*ASSIGNMENT*. Your task is to copy every line of the entries that holds the word "common".

(Stored items)
--- START ---

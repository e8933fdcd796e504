use anchor_lang::prelude::*;
use anchor_lang::system_program::{transfer, Transfer};
use anchor_spl::{
    associated_token::AssociatedToken,
    token_interface::{Mint, TokenAccount, TokenInterface},
};

use crate::constants::{LAUNCH_AUTHORITY_SEED, LAUNCH_STATE_SEED, VAULT_SOL_SEED};
use crate::errors::LaunchError;
use crate::events::LaunchInitialized;
use crate::state::{Launch, LaunchParams};
use crate::units;

/// # InitializeLaunch Instruction
///
/// Opens a bonding curve sale for an existing mint. The tokens for sale must
/// already sit in the vault token account owned by the launch authority PDA;
/// this instruction only records the sale and seeds the currency vault.
#[derive(Accounts)]
pub struct InitializeLaunch<'info> {
    /// Pays for the launch record and the vault's rent-exempt floor
    #[account(mut)]
    pub payer: Signer<'info>,

    /// Receives the creator fee share on withdrawal
    pub creator: SystemAccount<'info>,

    /// Receives the platform fee share on withdrawal
    pub platform_fee_recipient: SystemAccount<'info>,

    pub mint: InterfaceAccount<'info, Mint>,

    /// CHECK: PDA only signs for the token vault
    #[account(
        seeds = [LAUNCH_AUTHORITY_SEED, mint.key().as_ref()],
        bump,
    )]
    pub launch_authority: UncheckedAccount<'info>,

    /// The launch record, one per mint
    #[account(
        init_if_needed,
        payer = payer,
        space = 8 + Launch::INIT_SPACE,
        seeds = [LAUNCH_STATE_SEED, mint.key().as_ref()],
        bump,
    )]
    pub launch: Account<'info, Launch>,

    /// System-owned PDA holding reserves and accrued fees
    #[account(
        mut,
        seeds = [VAULT_SOL_SEED, mint.key().as_ref()],
        bump,
    )]
    pub vault_sol: SystemAccount<'info>,

    /// Holds the supply for sale
    #[account(
        associated_token::mint = mint,
        associated_token::authority = launch_authority,
        associated_token::token_program = token_program,
    )]
    pub vault_token: InterfaceAccount<'info, TokenAccount>,

    pub token_program: Interface<'info, TokenInterface>,
    pub associated_token_program: Program<'info, AssociatedToken>,
    pub system_program: Program<'info, System>,
}

impl<'info> InitializeLaunch<'info> {
    pub fn initialize_launch(&mut self, params: LaunchParams, bumps: InitializeLaunchBumps) -> Result<()> {
        require!(!self.launch.is_initialized(), LaunchError::AlreadyInitialized);

        let required = units::to_raw(params.initial_supply, self.mint.decimals)?;
        require!(self.vault_token.amount >= required, LaunchError::VaultUnderfunded);

        let mint = self.mint.key();
        let creator = self.creator.key();
        let platform_fee_recipient = self.platform_fee_recipient.key();

        self.launch.initialize(&params, mint, creator, platform_fee_recipient)?;
        self.launch.vault_token = self.vault_token.key();
        self.launch.bump = bumps.launch;
        self.launch.authority_bump = bumps.launch_authority;
        self.launch.vault_sol_bump = bumps.vault_sol;

        // payouts must never take the vault below rent exemption
        let floor = Rent::get()?.minimum_balance(0);
        let shortfall = floor.saturating_sub(self.vault_sol.lamports());
        if shortfall > 0 {
            let cpi_ctx = CpiContext::new(
                self.system_program.to_account_info(),
                Transfer {
                    from: self.payer.to_account_info(),
                    to: self.vault_sol.to_account_info(),
                },
            );
            transfer(cpi_ctx, shortfall)?;
        }

        msg!(
            "Launch initialized: {} units, base price {}, slope {}",
            params.initial_supply,
            params.base_price,
            params.slope
        );

        emit!(LaunchInitialized {
            mint,
            launch: self.launch.key(),
            creator,
            platform_fee_recipient,
            base_price: params.base_price,
            slope: params.slope,
            fee_bps: params.fee_bps,
            creator_fee_bps: params.creator_fee_bps,
            graduation_target: params.graduation_target,
            initial_supply: params.initial_supply,
            timestamp: Clock::get()?.unix_timestamp,
        });

        Ok(())
    }
}
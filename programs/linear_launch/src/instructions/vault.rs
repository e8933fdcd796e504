use anchor_lang::prelude::*;
use anchor_lang::system_program::{transfer, Transfer};

use crate::constants::VAULT_SOL_SEED;

/// Moves `amount` lamports out of the system-owned currency vault of `mint`,
/// signing with the vault PDA seeds.
pub fn pay_from_vault_sol<'info>(
    system_program: AccountInfo<'info>,
    vault_sol: AccountInfo<'info>,
    to: AccountInfo<'info>,
    mint: &Pubkey,
    vault_sol_bump: u8,
    amount: u64,
) -> Result<()> {
    if amount == 0 {
        return Ok(());
    }

    let bump = [vault_sol_bump];
    let seeds = &[VAULT_SOL_SEED, mint.as_ref(), &bump];
    let signer_seeds = &[&seeds[..]];

    let cpi_ctx = CpiContext::new_with_signer(
        system_program,
        Transfer { from: vault_sol, to },
        signer_seeds,
    );

    transfer(cpi_ctx, amount)
}

/// Whether paying `amount` to an account holding `balance` leaves it at or above
/// the rent-exempt `floor`. The runtime rejects transfers that would not.
pub fn lands_rent_exempt(balance: u64, amount: u64, floor: u64) -> bool {
    amount == 0 || balance.saturating_add(amount) >= floor
}
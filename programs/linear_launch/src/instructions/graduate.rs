use anchor_lang::prelude::*;

use crate::constants::LAUNCH_STATE_SEED;
use crate::events::LaunchGraduated;
use crate::state::Launch;

/// Permissionless graduation check. Trades already run it; this exists for
/// launches whose target is met without a further trade.
#[derive(Accounts)]
pub struct Graduate<'info> {
    pub caller: Signer<'info>,

    #[account(
        mut,
        seeds = [LAUNCH_STATE_SEED, launch.mint.as_ref()],
        bump = launch.bump,
    )]
    pub launch: Account<'info, Launch>,
}

impl<'info> Graduate<'info> {
    pub fn graduate(&mut self) -> Result<()> {
        if !self.launch.graduate()? {
            msg!(
                "Reserves {} below graduation target {}",
                self.launch.reserves,
                self.launch.graduation_target
            );
            return Ok(());
        }

        msg!("Launch graduated with {} lamports in reserves", self.launch.reserves);

        emit!(LaunchGraduated {
            mint: self.launch.mint,
            reserves: self.launch.reserves,
            tokens_sold: self.launch.tokens_sold,
            timestamp: Clock::get()?.unix_timestamp,
        });

        Ok(())
    }
}
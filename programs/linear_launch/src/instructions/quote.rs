use anchor_lang::prelude::*;

use crate::constants::LAUNCH_STATE_SEED;
use crate::curve::TradeQuote;
use crate::state::Launch;

/// Read-only pricing against the current launch state.
#[derive(Accounts)]
pub struct QuoteLaunch<'info> {
    #[account(
        seeds = [LAUNCH_STATE_SEED, launch.mint.as_ref()],
        bump = launch.bump,
    )]
    pub launch: Account<'info, Launch>,
}

impl<'info> QuoteLaunch<'info> {
    pub fn quote_buy(&self, units: u64) -> Result<TradeQuote> {
        self.launch.quote_buy(units)
    }

    pub fn quote_sell(&self, units: u64) -> Result<TradeQuote> {
        self.launch.quote_sell(units)
    }
}
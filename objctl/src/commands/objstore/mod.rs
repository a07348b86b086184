//! Object store commands

use std::path::Path;

use clap::Subcommand;
use objstore_models::ObjectDefinition;

use crate::errors::CliError;
use crate::filesys::file::File;

pub mod create;
pub mod create_patch;

#[derive(Debug, Subcommand)]
pub enum ObjstoreCommand {
    /// Create a new object of a given type
    Create(create::CreateArgs),

    /// Create a new patched object of a given type.
    ///
    /// A patched object inherits values from an object that exists at a
    /// higher layer and overrides mutable fields where needed.
    CreatePatch(create_patch::CreatePatchArgs),
}

/// Load an object definition file. The content must be a JSON object.
pub async fn load_object_file(path: &Path) -> Result<ObjectDefinition, CliError> {
    let contents = File::new(path).read_string().await.map_err(|e| {
        CliError::ObjectFileError(format!(
            "Can't find the object definition file named {}: {}",
            path.display(),
            e
        ))
    })?;

    serde_json::from_str(&contents).map_err(|e| {
        CliError::ObjectFileError(format!(
            "Can't generate an object from the {} file ({}). Make sure the file holds a valid JSON object",
            path.display(),
            e
        ))
    })
}

pub(crate) fn require_non_empty(flag: &str, value: &str) -> Result<(), CliError> {
    if value.trim().is_empty() {
        return Err(CliError::ValidationError(format!("--{} must not be empty", flag)));
    }
    Ok(())
}
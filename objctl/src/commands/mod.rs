//! Command dispatch

use anyhow::Context as _;

use crate::cli::Commands;
use crate::errors::CliError;
use crate::filesys::file::File;
use crate::http::client::HttpClient;
use crate::output::{render, OutputFormat};
use crate::storage::settings::{Context, Settings};

pub mod config;
pub mod objstore;
pub mod solution;

use objstore::ObjstoreCommand;
use solution::SolutionCommand;

fn connect<'a>(
    settings: &'a Settings,
    context_name: Option<&str>,
) -> Result<(&'a Context, HttpClient), CliError> {
    let context = settings.select_context(context_name)?;
    let client = HttpClient::for_context(context)?;
    Ok((context, client))
}

/// Run one command to completion
pub async fn dispatch(
    command: &Commands,
    settings: Settings,
    config_file: &File,
    context_name: Option<&str>,
) -> anyhow::Result<()> {
    match command {
        Commands::Config(command) => {
            if let Some(row) = config::run(command, settings, config_file, context_name).await? {
                println!("{}", render(&row, OutputFormat::Detail)?);
            }
        }
        Commands::Objstore(ObjstoreCommand::Create(args)) => {
            let (context, client) = connect(&settings, context_name)?;
            objstore::create::run(&client, context, args)
                .await
                .context("objstore command failed")?;
        }
        Commands::Objstore(ObjstoreCommand::CreatePatch(args)) => {
            let (context, client) = connect(&settings, context_name)?;
            objstore::create_patch::run(&client, context, args)
                .await
                .context("Creating a patched object command failed")?;
        }
        Commands::Solution(SolutionCommand::Status(args)) => {
            let (context, client) = connect(&settings, context_name)?;
            let row = solution::status::run(&client, context, args)
                .await
                .context("Issue fetching install/upload status")?;
            println!("{}", render(&row, args.output)?);
        }
    }

    Ok(())
}
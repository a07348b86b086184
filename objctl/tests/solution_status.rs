//! solution status against a recording transport

mod common;

use common::{tenant_context, RecordingClient};
use http::Method;
use objctl::commands::solution::status::{self, StatusArgs, StatusType};
use objctl::errors::CliError;
use objctl::output::OutputFormat;

const RELEASE: &str = r#"{"items": [{
    "data": {"solutionName": "mySolution", "solutionVersion": "1.2.0"},
    "createdAt": "2023-05-01T10:00:00Z"
}]}"#;

const INSTALL: &str = r#"{"items": [{
    "data": {
        "solutionName": "mySolution",
        "solutionVersion": "1.2.0",
        "isSuccessful": true,
        "installTime": "2023-05-01T10:05:00Z",
        "installMessage": "installed"
    },
    "createdAt": "2023-05-01T10:05:01Z"
}]}"#;

fn args(version: Option<&str>, status_type: StatusType) -> StatusArgs {
    StatusArgs {
        name: "mySolution".to_string(),
        solution_version: version.map(str::to_string),
        status_type,
        output: OutputFormat::Detail,
    }
}

#[tokio::test]
async fn test_install_status_queries_both_resources() {
    let client = RecordingClient::new()
        .reply("solutionRelease", RELEASE)
        .reply("solutionInstall", INSTALL);

    let row = status::run(&client, &tenant_context("acme"), &args(None, StatusType::Install))
        .await
        .unwrap();

    let requests = client.requests();
    assert_eq!(requests.len(), 2);
    assert!(requests.iter().all(|r| r.method == Method::GET));
    assert!(requests[0].path.starts_with("objstore/v1beta/objects/extensibility:solutionRelease?"));
    assert!(requests[1].path.starts_with("objstore/v1beta/objects/extensibility:solutionInstall?"));
    for request in &requests {
        assert_eq!(request.headers.get("layer-type").unwrap(), "TENANT");
        assert_eq!(request.headers.get("layer-id").unwrap(), "acme");
        assert!(request.body.is_none());
    }

    assert_eq!(
        row.headers(),
        vec![
            status::HEADER_NAME,
            status::HEADER_INSTALL_VERSION,
            status::HEADER_INSTALL_SUCCESSFUL,
            status::HEADER_INSTALL_TIME,
            status::HEADER_INSTALL_MESSAGE,
        ]
    );
    assert_eq!(row.value(status::HEADER_INSTALL_SUCCESSFUL), Some("true"));
    assert_eq!(row.value(status::HEADER_INSTALL_MESSAGE), Some("installed"));
}

#[tokio::test]
async fn test_versioned_status_uses_two_clause_filter() {
    let client = RecordingClient::new()
        .reply("solutionRelease", RELEASE)
        .reply("solutionInstall", INSTALL);

    let row = status::run(&client, &tenant_context("acme"), &args(Some("1.2.0"), StatusType::All))
        .await
        .unwrap();

    let expected_query = "?order=desc&filter=data.solutionName+eq+%22mySolution%22+and+data.solutionVersion+eq+%221.2.0%22&max=1";
    for request in client.requests() {
        assert!(request.path.ends_with(expected_query), "{}", request.path);
    }

    assert_eq!(row.fields().len(), 7);
    assert_eq!(row.value(status::HEADER_NAME), Some("mySolution"));
    assert_eq!(row.value(status::HEADER_UPLOAD_TIMESTAMP), Some("2023-05-01T10:00:00Z"));
    assert_eq!(row.value(status::HEADER_INSTALL_TIME), Some("2023-05-01T10:05:00Z"));
}

#[tokio::test]
async fn test_empty_results_are_not_errors() {
    let client = RecordingClient::new()
        .reply("solutionRelease", r#"{"items": []}"#)
        .reply("solutionInstall", "");

    let row = status::run(&client, &tenant_context("acme"), &args(None, StatusType::Upload))
        .await
        .unwrap();

    assert_eq!(row.value(status::HEADER_NAME), Some(""));
    assert_eq!(row.value(status::HEADER_UPLOAD_VERSION), Some(""));
    assert_eq!(row.value(status::HEADER_UPLOAD_TIMESTAMP), Some(""));
}

#[tokio::test]
async fn test_failure_on_either_query_is_fatal() {
    let client = RecordingClient::new()
        .reply("solutionRelease", RELEASE)
        .fail("solutionInstall", 503, "unavailable");

    let result = status::run(&client, &tenant_context("acme"), &args(None, StatusType::Upload)).await;

    assert!(matches!(result, Err(CliError::ApiError { status: 503, .. })));
}

#[tokio::test]
async fn test_malformed_response_is_an_error() {
    let client = RecordingClient::new().reply("solutionRelease", "<html>oops</html>");

    let result = status::run(&client, &tenant_context("acme"), &args(None, StatusType::All)).await;

    assert!(matches!(result, Err(CliError::JsonError(_))));
    assert_eq!(client.requests().len(), 1);
}

#[tokio::test]
async fn test_status_needs_a_tenant() {
    let client = RecordingClient::new();

    let err = status::run(&client, &tenant_context(""), &args(None, StatusType::All))
        .await
        .unwrap_err();

    assert!(matches!(err, CliError::ConfigError(_)));
    assert_eq!(err.to_string(), "Configuration error: context test has no tenant");
    assert!(!err.to_string().contains("--layer-id"));
    assert!(client.requests().is_empty());
}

--- END ---

*RESPONSE*.
mod common;
use common::{tenant_context, RecordingClient};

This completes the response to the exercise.